__What is expected__
Take the entries below and return them unchanged.

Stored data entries

-------

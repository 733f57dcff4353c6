//! Download-and-publish of repository snapshots
//!
//! A snapshot is unpacked into a dot-prefixed staging directory inside the
//! cache root and then renamed into place. The rename is the only step that
//! makes a snapshot visible, so a reader never sees a partial tree.

use std::fs;
use std::path::{Path, PathBuf};

use tempfile::TempDir;
use tracing::{debug, info, warn};

use super::{Cache, STAGING_PREFIX};
use crate::cancel::Cancellation;
use crate::error::{CrossRepoError, Result, filesystem};
use crate::fetch::ArchiveSource;
use crate::fetch::extract::{UnpackError, locate_content_dir, unpack_tarball};
use crate::repository::Repository;

/// Makes resolved repositories available on disk
pub struct Materializer {
    cache: Cache,
    source: Box<dyn ArchiveSource>,
}

impl Materializer {
    pub fn new(cache: Cache, source: impl ArchiveSource + 'static) -> Self {
        Self {
            cache,
            source: Box::new(source),
        }
    }

    pub fn cache(&self) -> &Cache {
        &self.cache
    }

    /// Where `repository` lives (or would live) once available
    pub fn cache_path(&self, repository: &Repository) -> PathBuf {
        self.cache.entry_path(repository)
    }

    /// Ensure the snapshot for `repository` exists and return its path.
    ///
    /// Does nothing when the snapshot is already present.
    pub fn ensure_available(&self, repository: &Repository) -> Result<PathBuf> {
        self.ensure_available_with(repository, &Cancellation::new())
    }

    /// Like [`Materializer::ensure_available`], giving up once `cancel` fires.
    ///
    /// A cancelled or failed call leaves nothing at the snapshot path.
    pub fn ensure_available_with(
        &self,
        repository: &Repository,
        cancel: &Cancellation,
    ) -> Result<PathBuf> {
        let target = self.cache_path(repository);
        if self.cache.contains(repository) {
            debug!(repository = %repository, path = %target.display(), "cache hit");
            return Ok(target);
        }

        cancel.check("download")?;

        let url = repository.tarball_url();
        info!("Fetching {url}");

        let root = self.cache.root();
        fs::create_dir_all(root).map_err(|e| filesystem(root, e))?;

        // Dropping the TempDir removes whatever is left of the staging area
        let staging = tempfile::Builder::new()
            .prefix(STAGING_PREFIX)
            .tempdir_in(root)
            .map_err(|e| filesystem(root, e))?;

        self.download(&url, &staging, cancel)?;
        let content = locate_content_dir(staging.path(), &url)?;

        cancel.check("download")?;
        publish(&content, &target)?;

        debug!(repository = %repository, path = %target.display(), "snapshot published");
        Ok(target)
    }

    fn download(&self, url: &str, staging: &TempDir, cancel: &Cancellation) -> Result<()> {
        let reader = self.source.open(url)?;

        unpack_tarball(cancel.guard(reader), staging.path()).map_err(|e| {
            if cancel.is_cancelled() {
                return CrossRepoError::Cancelled {
                    operation: "download".to_string(),
                };
            }
            match e {
                UnpackError::Source(reason) => CrossRepoError::FetchFailed {
                    url: url.to_string(),
                    reason,
                },
                UnpackError::Corrupt(reason) => CrossRepoError::ArchiveFormat {
                    url: url.to_string(),
                    reason,
                },
                UnpackError::Write(reason) => filesystem(staging.path(), reason),
            }
        })
    }
}

/// Move `content` to `target` in one rename.
///
/// If another process published the same snapshot first, its copy is kept.
fn publish(content: &Path, target: &Path) -> Result<()> {
    if let Some(parent) = target.parent() {
        fs::create_dir_all(parent).map_err(|e| filesystem(parent, e))?;
    }

    match fs::rename(content, target) {
        Ok(()) => Ok(()),
        Err(_) if target.exists() => {
            warn!(path = %target.display(), "snapshot was published concurrently; keeping existing copy");
            Ok(())
        }
        Err(e) => Err(filesystem(target, e)),
    }
}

-------

__Finished task__
repository 733f57dcff4353c6
//! Download-and-publish of repository snapshots
//!
//! A snapshot is unpacked into a dot-prefixed staging directory inside the
//! cache root and then renamed into place. The rename is the only step that
//! makes a snapshot visible, so a reader never sees a partial tree.

use std::fs;
use std::path::{Path, PathBuf};

use tempfile::TempDir;
use tracing::{debug, info, warn};

use super::{Cache, STAGING_PREFIX};
use crate::cancel::Cancellation;
use crate::error::{CrossRepoError, Result, filesystem};
use crate::fetch::ArchiveSource;
use crate::fetch::extract::{UnpackError, locate_content_dir, unpack_tarball};
use crate::repository::Repository;

/// Makes resolved repositories available on disk
pub struct Materializer {
    cache: Cache,
    source: Box<dyn ArchiveSource>,
}

impl Materializer {
    pub fn new(cache: Cache, source: impl ArchiveSource + 'static) -> Self {
        Self {
            cache,
            source: Box::new(source),
        }
    }

    pub fn cache(&self) -> &Cache {
        &self.cache
    }

    /// Where `repository` lives (or would live) once available
    pub fn cache_path(&self, repository: &Repository) -> PathBuf {
        self.cache.entry_path(repository)
    }

    /// Ensure the snapshot for `repository` exists and return its path.
    ///
    /// Does nothing when the snapshot is already present.
    pub fn ensure_available(&self, repository: &Repository) -> Result<PathBuf> {
        self.ensure_available_with(repository, &Cancellation::new())
    }

    /// Like [`Materializer::ensure_available`], giving up once `cancel` fires.
    ///
    /// A cancelled or failed call leaves nothing at the snapshot path.
    pub fn ensure_available_with(
        &self,
        repository: &Repository,
        cancel: &Cancellation,
    ) -> Result<PathBuf> {
        let target = self.cache_path(repository);
        if self.cache.contains(repository) {
            debug!(repository = %repository, path = %target.display(), "cache hit");
            return Ok(target);
        }

        cancel.check("download")?;

        let url = repository.tarball_url();
        info!("Fetching {url}");

        let root = self.cache.root();
        fs::create_dir_all(root).map_err(|e| filesystem(root, e))?;

        // Dropping the TempDir removes whatever is left of the staging area
        let staging = tempfile::Builder::new()
            .prefix(STAGING_PREFIX)
            .tempdir_in(root)
            .map_err(|e| filesystem(root, e))?;

        self.download(&url, &staging, cancel)?;
        let content = locate_content_dir(staging.path(), &url)?;

        cancel.check("download")?;
        publish(&content, &target)?;

        debug!(repository = %repository, path = %target.display(), "snapshot published");
        Ok(target)
    }

    fn download(&self, url: &str, staging: &TempDir, cancel: &Cancellation) -> Result<()> {
        let reader = self.source.open(url)?;

        unpack_tarball(cancel.guard(reader), staging.path()).map_err(|e| {
            if cancel.is_cancelled() {
                return CrossRepoError::Cancelled {
                    operation: "download".to_string(),
                };
            }
            match e {
                UnpackError::Source(reason) => CrossRepoError::FetchFailed {
                    url: url.to_string(),
                    reason,
                },
                UnpackError::Corrupt(reason) => CrossRepoError::ArchiveFormat {
                    url: url.to_string(),
                    reason,
                },
                UnpackError::Write(reason) => filesystem(staging.path(), reason),
            }
        })
    }
}

/// Move `content` to `target` in one rename.
///
/// If another process published the same snapshot first, its copy is kept.
fn publish(content: &Path, target: &Path) -> Result<()> {
    if let Some(parent) = target.parent() {
        fs::create_dir_all(parent).map_err(|e| filesystem(parent, e))?;
    }

    match fs::rename(content, target) {
        Ok(()) => Ok(()),
        Err(_) if target.exists() => {
            warn!(path = %target.display(), "snapshot was published concurrently; keeping existing copy");
            Ok(())
        }
        Err(e) => Err(filesystem(target, e)),
    }
}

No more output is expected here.